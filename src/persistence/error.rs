use std::fmt;

#[derive(Debug)]
pub enum PersistenceError {
    Io(std::io::Error),
    Format(serde_json::Error),
}

impl fmt::Display for PersistenceError {
    fn fmt(&self, f: &mut fmt::Formatter<'_>) -> fmt::Result {
        match self {
            Self::Io(e) => write!(f, "storage i/o failed: {e}"),
            Self::Format(e) => write!(f, "stored data is malformed: {e}"),
        }
    }
}

impl std::error::Error for PersistenceError {
    fn source(&self) -> Option<&(dyn std::error::Error + 'static)> {
        match self {
            Self::Io(e) => Some(e),
            Self::Format(e) => Some(e),
        }
    }
}

impl From<std::io::Error> for PersistenceError {
    fn from(e: std::io::Error) -> Self {
        Self::Io(e)
    }
}

impl From<serde_json::Error> for PersistenceError {
    fn from(e: serde_json::Error) -> Self {
        Self::Format(e)
    }
}
//! Sound cues
//!
//! Maps gameplay events to the game's sound assets. Playback itself belongs
//! to the host; this module only decides what to play and how loud.

use crate::settings::Settings;
use crate::sim::{GameEvent, PresentationSink};

/// Sound effect types
#[derive(Debug, Clone, Copy, PartialEq, Eq)]
pub enum SoundEffect {
    /// Fruit thrown
    Launch,
    /// Fruit sliced
    Whack,
    /// Fruit dropped (life lost)
    Wrong,
    /// Blade movement, variant 1..=3
    Swoosh(u8),
    /// Game over screen shown
    GameOver,
}

impl SoundEffect {
    /// Asset file name
    pub fn file_name(&self) -> String {
        match self {
            SoundEffect::Launch => "launch.caf".to_string(),
            SoundEffect::Whack => "whack.caf".to_string(),
            SoundEffect::Wrong => "wrong.caf".to_string(),
            SoundEffect::Swoosh(variant) => format!("swoosh{}.caf", (*variant).clamp(1, 3)),
            SoundEffect::GameOver => "gameover.caf".to_string(),
        }
    }

    /// Sound for an event, if it has one
    pub fn for_event(event: &GameEvent) -> Option<Self> {
        match event {
            GameEvent::ObjectSpawned { .. } => Some(SoundEffect::Launch),
            GameEvent::ObjectHit { .. } => Some(SoundEffect::Whack),
            GameEvent::ObjectMissed { .. } => Some(SoundEffect::Wrong),
            GameEvent::Swoosh { variant } => Some(SoundEffect::Swoosh(*variant)),
            GameEvent::ShowGameOver { .. } => Some(SoundEffect::GameOver),
            GameEvent::ScoreChanged(_)
            | GameEvent::LivesChanged(_)
            | GameEvent::GameEnded { .. }
            | GameEvent::StrokeEnded => None,
        }
    }
}

/// A sound the host should start
#[derive(Debug, Clone, PartialEq)]
pub struct SoundCue {
    pub effect: SoundEffect,
    pub volume: f32,
}

/// Presentation sink that turns events into sound cues
#[derive(Debug, Clone, Default)]
pub struct CueMixer {
    settings: Settings,
    queued: Vec<SoundCue>,
}

impl CueMixer {
    pub fn new(settings: Settings) -> Self {
        Self {
            settings,
            queued: Vec::new(),
        }
    }

    pub fn set_settings(&mut self, settings: Settings) {
        self.settings = settings;
    }

    /// Take the cues queued since the last call
    pub fn take_cues(&mut self) -> Vec<SoundCue> {
        std::mem::take(&mut self.queued)
    }
}

impl PresentationSink for CueMixer {
    fn on_event(&mut self, event: &GameEvent) {
        let volume = self.settings.effective_sfx_volume();
        if volume <= 0.0 {
            return;
        }
        if let Some(effect) = SoundEffect::for_event(event) {
            self.queued.push(SoundCue { effect, volume });
        }
    }
}
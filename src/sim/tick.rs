//! Fixed timestep driver
//!
//! Hosts hand over variable frame deltas; the simulation only ever sees
//! `SIM_DT` steps.

use super::game::Game;
use super::rng::RandomSource;
use crate::consts::{MAX_FRAME_DT, MAX_SUBSTEPS, SIM_DT};

/// Accumulates frame time into fixed simulation steps
#[derive(Debug, Clone, Default)]
pub struct FrameClock {
    accumulator: f32,
}

impl FrameClock {
    pub fn new() -> Self {
        Self::default()
    }

    /// Feed one host frame. Returns the number of substeps run.
    pub fn advance<R: RandomSource>(&mut self, game: &mut Game<R>, frame_dt: f32) -> u32 {
        let dt = frame_dt.clamp(0.0, MAX_FRAME_DT);
        self.accumulator += dt;

        let mut substeps = 0;
        while self.accumulator >= SIM_DT && substeps < MAX_SUBSTEPS {
            game.update(SIM_DT);
            self.accumulator -= SIM_DT;
            substeps += 1;
        }
        // Drop time we could not catch up on
        if substeps == MAX_SUBSTEPS {
            self.accumulator = self.accumulator.min(SIM_DT);
        }
        substeps
    }

    /// Leftover time not yet simulated
    pub fn pending_time(&self) -> f32 {
        self.accumulator
    }
}
//! Wave sequencer
//!
//! Produces the order in which waves are thrown. The opening is always one,
//! two, three, then four fruit so a new player ramps in; everything after is
//! rolled once per run and replayed as-is.

use serde::{Deserialize, Serialize};

use super::rng::RandomSource;

/// Number of tail steps rolled per batch
pub const TAIL_BATCH: usize = 1001;

/// One step of the wave sequence
#[derive(Debug, Clone, Copy, PartialEq, Eq, Hash, Serialize, Deserialize)]
pub enum SequenceStep {
    Single,
    Double,
    Triple,
    Quadruple,
    /// One fruit now, four more spread over `chain_delay`
    Chain,
    /// One fruit now, four more spread over half of `chain_delay`
    FastChain,
}

impl SequenceStep {
    /// Fixed opening of every run
    pub const OPENING: [SequenceStep; 4] = [
        SequenceStep::Single,
        SequenceStep::Double,
        SequenceStep::Triple,
        SequenceStep::Quadruple,
    ];

    /// Kinds the random tail draws from
    pub const TAIL_KINDS: [SequenceStep; 4] = [
        SequenceStep::Triple,
        SequenceStep::Quadruple,
        SequenceStep::Chain,
        SequenceStep::FastChain,
    ];

    /// Fruit thrown immediately when the step fires
    pub fn immediate_count(&self) -> usize {
        match self {
            SequenceStep::Single => 1,
            SequenceStep::Double => 2,
            SequenceStep::Triple => 3,
            SequenceStep::Quadruple => 4,
            SequenceStep::Chain | SequenceStep::FastChain => 1,
        }
    }

    /// Divisor applied to `chain_delay` between delayed follow-ups, if any
    pub fn chain_divisor(&self) -> Option<f64> {
        match self {
            SequenceStep::Chain => Some(5.0),
            SequenceStep::FastChain => Some(10.0),
            _ => None,
        }
    }

    /// Total fruit the step produces, delayed ones included
    pub fn total_count(&self) -> usize {
        match self.chain_divisor() {
            Some(_) => self.immediate_count() + CHAIN_FOLLOW_UPS,
            None => self.immediate_count(),
        }
    }
}

/// Delayed single spawns that follow a chain opener
pub const CHAIN_FOLLOW_UPS: usize = 4;

/// Lazily replayed wave order with a per-run random tail
#[derive(Debug, Clone)]
pub struct RandomSequencer<R> {
    rng: R,
    tail: Vec<SequenceStep>,
    cursor: usize,
}

impl<R: RandomSource> RandomSequencer<R> {
    /// Create a sequencer and roll its first tail
    pub fn new(rng: R) -> Self {
        let mut sequencer = Self {
            rng,
            tail: Vec::new(),
            cursor: 0,
        };
        sequencer.reset();
        sequencer
    }

    /// Rewind to the opening and roll a fresh tail
    pub fn reset(&mut self) {
        self.cursor = 0;
        self.tail.clear();
        self.roll_tail_batch();
    }

    /// Next step in the sequence
    #[allow(clippy::should_implement_trait)]
    pub fn next(&mut self) -> SequenceStep {
        let index = self.cursor;
        self.cursor += 1;

        if let Some(step) = SequenceStep::OPENING.get(index) {
            return *step;
        }

        let tail_index = index - SequenceStep::OPENING.len();
        while tail_index >= self.tail.len() {
            self.roll_tail_batch();
        }
        self.tail[tail_index]
    }

    /// Steps handed out since the last reset
    pub fn position(&self) -> usize {
        self.cursor
    }

    fn roll_tail_batch(&mut self) {
        let last = SequenceStep::TAIL_KINDS.len() as i32 - 1;
        self.tail.reserve(TAIL_BATCH);
        for _ in 0..TAIL_BATCH {
            let pick = self.rng.int_in(0, last) as usize;
            self.tail.push(SequenceStep::TAIL_KINDS[pick]);
        }
    }
}

#[cfg(test)]
mod tests {
    use super::*;
    use crate::sim::rng::sequence_rng;

    #[test]
    fn test_opening_is_fixed() {
        let mut seq = RandomSequencer::new(sequence_rng(1));
        let opening: Vec<_> = (0..4).map(|_| seq.next()).collect();
        assert_eq!(opening, SequenceStep::OPENING.to_vec());
    }

    #[test]
    fn test_tail_uses_tail_kinds() {
        let mut seq = RandomSequencer::new(sequence_rng(2));
        for _ in 0..4 {
            seq.next();
        }
        for _ in 0..200 {
            assert!(SequenceStep::TAIL_KINDS.contains(&seq.next()));
        }
    }

    #[test]
    fn test_tail_is_fixed_within_a_run() {
        let mut a = RandomSequencer::new(sequence_rng(3));
        let mut b = RandomSequencer::new(sequence_rng(3));
        let xs: Vec<_> = (0..50).map(|_| a.next()).collect();
        let ys: Vec<_> = (0..50).map(|_| b.next()).collect();
        assert_eq!(xs, ys);
    }

    #[test]
    fn test_reset_replays_opening() {
        let mut seq = RandomSequencer::new(sequence_rng(4));
        for _ in 0..10 {
            seq.next();
        }
        seq.reset();
        assert_eq!(seq.position(), 0);
        assert_eq!(seq.next(), SequenceStep::Single);
        assert_eq!(seq.next(), SequenceStep::Double);
    }

    #[test]
    fn test_tail_extends_past_first_batch() {
        let mut seq = RandomSequencer::new(sequence_rng(5));
        for _ in 0..(TAIL_BATCH + 10) {
            seq.next();
        }
        assert!(SequenceStep::TAIL_KINDS.contains(&seq.next()));
    }

    #[test]
    fn test_chain_counts() {
        assert_eq!(SequenceStep::Chain.total_count(), 5);
        assert_eq!(SequenceStep::FastChain.chain_divisor(), Some(10.0));
        assert_eq!(SequenceStep::Triple.total_count(), 3);
        assert_eq!(SequenceStep::Quadruple.chain_divisor(), None);
    }
}
//! Delayed commands
//!
//! Anything that should happen "in T seconds" is queued here as plain data
//! and run by the game loop on its own clock. Commands hold no references
//! into game state; the loop re-checks the rules state before applying one.

use serde::{Deserialize, Serialize};

/// Work the game loop can defer
#[derive(Debug, Clone, Copy, PartialEq, Eq, Serialize, Deserialize)]
pub enum Command {
    /// Pull and launch the next wave
    TriggerWave,
    /// Throw one follow-up fruit of a chain
    SpawnSingle,
    /// The blade sound finished
    SwooshFinished,
    /// Switch to the game-over screen
    ShowGameOver,
}

impl Command {
    /// Whether the command still runs after the game has ended
    pub fn survives_game_over(&self) -> bool {
        matches!(self, Command::ShowGameOver)
    }
}

/// A queued command
#[derive(Debug, Clone, Copy, PartialEq, Serialize, Deserialize)]
pub struct TimedCommand {
    /// Game clock (seconds) at which the command fires
    pub due: f64,
    pub command: Command,
    /// Insertion order, for stable ties
    seq: u64,
}

/// Pending commands ordered by due time, then insertion
#[derive(Debug, Clone, Default)]
pub struct Schedule {
    pending: Vec<TimedCommand>,
    next_seq: u64,
}

impl Schedule {
    pub fn new() -> Self {
        Self::default()
    }

    /// Queue `command` to fire `delay` seconds after `now`
    pub fn after(&mut self, now: f64, delay: f64, command: Command) {
        let entry = TimedCommand {
            due: now + delay.max(0.0),
            command,
            seq: self.next_seq,
        };
        self.next_seq += 1;

        let index = self
            .pending
            .iter()
            .position(|p| (p.due, p.seq) > (entry.due, entry.seq))
            .unwrap_or(self.pending.len());
        self.pending.insert(index, entry);
    }

    /// Remove and return every command due at or before `now`, in order
    pub fn take_due(&mut self, now: f64) -> Vec<TimedCommand> {
        let ready = self.pending.iter().take_while(|p| p.due <= now).count();
        self.pending.drain(..ready).collect()
    }

    /// Drop every pending command that does not survive game over
    pub fn cancel_gameplay(&mut self) {
        self.pending.retain(|p| p.command.survives_game_over());
    }

    pub fn clear(&mut self) {
        self.pending.clear();
    }

    /// Pending commands, soonest first
    pub fn pending(&self) -> &[TimedCommand] {
        &self.pending
    }

    pub fn is_empty(&self) -> bool {
        self.pending.is_empty()
    }
}

#[cfg(test)]
mod tests {
    use super::*;

    #[test]
    fn test_due_order() {
        let mut schedule = Schedule::new();
        schedule.after(0.0, 2.0, Command::TriggerWave);
        schedule.after(0.0, 0.5, Command::SpawnSingle);
        schedule.after(0.0, 0.5, Command::SwooshFinished);

        assert!(schedule.take_due(0.4).is_empty());
        let due: Vec<_> = schedule.take_due(1.0).iter().map(|c| c.command).collect();
        assert_eq!(due, vec![Command::SpawnSingle, Command::SwooshFinished]);
        assert_eq!(schedule.pending().len(), 1);

        let due = schedule.take_due(2.0);
        assert_eq!(due[0].command, Command::TriggerWave);
        assert!(schedule.is_empty());
    }

    #[test]
    fn test_cancel_keeps_game_over_screen() {
        let mut schedule = Schedule::new();
        schedule.after(0.0, 1.0, Command::SpawnSingle);
        schedule.after(0.0, 1.0, Command::TriggerWave);
        schedule.after(0.0, 0.5, Command::ShowGameOver);
        schedule.cancel_gameplay();
        assert_eq!(schedule.pending().len(), 1);
        assert_eq!(schedule.pending()[0].command, Command::ShowGameOver);
    }

    #[test]
    fn test_negative_delay_fires_now() {
        let mut schedule = Schedule::new();
        schedule.after(3.0, -1.0, Command::TriggerWave);
        assert_eq!(schedule.take_due(3.0).len(), 1);
    }
}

■ ■ ■ ■ ■ ■ ■

Try it — Please reproduce, exactly as they appear above, the lines from the line containing "Playback itself belongs" up to and including the line containing "Asset file name".

Solution below —
//! Maps gameplay events to the game's sound assets. Playback itself belongs
//! to the host; this module only decides what to play and how loud.

use crate::settings::Settings;
use crate::sim::{GameEvent, PresentationSink};

/// Sound effect types
#[derive(Debug, Clone, Copy, PartialEq, Eq)]
pub enum SoundEffect {
    /// Fruit thrown
    Launch,
    /// Fruit sliced
    Whack,
    /// Fruit dropped (life lost)
    Wrong,
    /// Blade movement, variant 1..=3
    Swoosh(u8),
    /// Game over screen shown
    GameOver,
}

impl SoundEffect {
    /// Asset file name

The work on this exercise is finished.